Almost everyone raised the issue of classroom behavior. Teachers, parents, and even students described disruptions that pull attention away from kids who want to learn. Two students spoke. A Denti Elementary fifth grader said the same classmates disrupt his class every day and that it isn't fair to students who are there to learn. The board's student representative argued that cutting positions won't fix discipline, it just leaves teachers with less support and bigger classes. The superintendent pointed to the district's multi-tiered support work as its plan to get ahead of the problem rather than just react to it.
One honest moment. During the discussion, a board member said out loud that she had changed her mind about keeping fifth and sixth graders in separate buildings. She now thinks bringing them together sooner might actually help with behavior. "I see that I may have been wrong," she said, noting it was "on the record."
A strong spring for athletics got its due.
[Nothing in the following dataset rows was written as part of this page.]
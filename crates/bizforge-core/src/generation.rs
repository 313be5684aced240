//! Remote generation contract: error taxonomy, per-operation failure policy,
//! and the traits the interaction layer implements.
//!
//! The error variants are deliberately distinct so a caller could retry only
//! on transport failures; nothing in this crate retries automatically.

use std::time::Duration;

use async_trait::async_trait;
use thiserror::Error;

use crate::error::BizforgeError;
use crate::language::Language;
use crate::plan::StartupPlan;

/// Errors raised by the remote generation calls.
#[derive(Error, Debug, Clone)]
pub enum GenerationError {
    /// No API credential was available. Raised before any network I/O.
    #[error("API credential not configured")]
    MissingCredentials,

    /// Network or HTTP-level failure.
    #[error("Transport error{}: {message}", .status_code.map(|c| format!(" (status {c})")).unwrap_or_default())]
    Transport {
        status_code: Option<u16>,
        message: String,
        is_retryable: bool,
        retry_after: Option<Duration>,
    },

    /// The model returned no usable content at all.
    #[error("Model returned an empty result")]
    EmptyResponse,

    /// The model returned text that did not conform to the expected shape.
    #[error("Model output failed validation: {0}")]
    Validation(String),

    /// Anything that does not fit the other variants.
    #[error("{0}")]
    Other(String),
}

impl GenerationError {
    /// True only for transport failures the endpoint marked as retryable.
    pub fn is_retryable(&self) -> bool {
        matches!(
            self,
            Self::Transport {
                is_retryable: true,
                ..
            }
        )
    }

    /// True when the response arrived but did not parse against the schema.
    pub fn is_validation(&self) -> bool {
        matches!(self, Self::Validation(_))
    }
}

impl From<GenerationError> for BizforgeError {
    fn from(err: GenerationError) -> Self {
        match err {
            GenerationError::MissingCredentials => {
                BizforgeError::Config("API credential not configured".to_string())
            }
            other => BizforgeError::Generation(other.to_string()),
        }
    }
}

/// How a failed generation call is resolved for the caller.
///
/// The asymmetry between operations is intentional and kept visible here
/// instead of being scattered across ad hoc error handling: idea improvement
/// degrades silently to its input, while plan and asset generation surface
/// their errors.
#[derive(Debug, Clone, Copy, PartialEq, Eq)]
pub enum FailurePolicy {
    /// Errors propagate to the caller.
    Propagate,
    /// Errors are swallowed and the original input is returned unchanged.
    FallbackToInput,
}

impl FailurePolicy {
    /// Applies the policy to a textual generation result.
    pub fn resolve(
        self,
        result: Result<String, GenerationError>,
        input: &str,
    ) -> Result<String, GenerationError> {
        match (self, result) {
            (FailurePolicy::FallbackToInput, Err(_)) => Ok(input.to_string()),
            (_, other) => other,
        }
    }
}

/// Produces structured startup plans and polished idea rewrites.
#[async_trait]
pub trait PlanGenerator: Send + Sync {
    /// Generates a full [`StartupPlan`] for the idea, with display text in
    /// the requested language. The returned plan always carries the fixed
    /// legal document on `code.legal_doc`.
    async fn generate_plan(
        &self,
        idea: &str,
        language: Language,
    ) -> Result<StartupPlan, GenerationError>;

    /// Rewrites free text into a single polished sentence in the requested
    /// language. Errors propagate; silent degradation is applied by the
    /// caller via [`FailurePolicy::FallbackToInput`].
    async fn improve_idea(&self, idea: &str, language: Language)
    -> Result<String, GenerationError>;
}

/// Produces promotional imagery for a brand name.
#[async_trait]
pub trait AssetGenerator: Send + Sync {
    /// Returns a `data:<mime>;base64,<payload>` URI for the first image the
    /// model produced. There is no sensible default image, so failures
    /// propagate.
    async fn generate_marketing_asset(&self, brand_name: &str)
    -> Result<String, GenerationError>;
}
Every varsity team qualified for sectional play. Softball reached the Section III championship game, a long list of athletes advanced to the state track meet, and a golfer headed to the state championship. Two seniors earned the "Black R" as athletes of the year. The board also recognized clerk Sandy Russell with a distinguished-service nomination.
The rest of the board's business was short and routine. Beyond the budget talk, the board approved its consent agenda, accepted the April treasurer's report, added one student to a vision-services contract, signed off on two summer-school union agreements, and formed a combined varsity gymnastics team with Hamilton Central.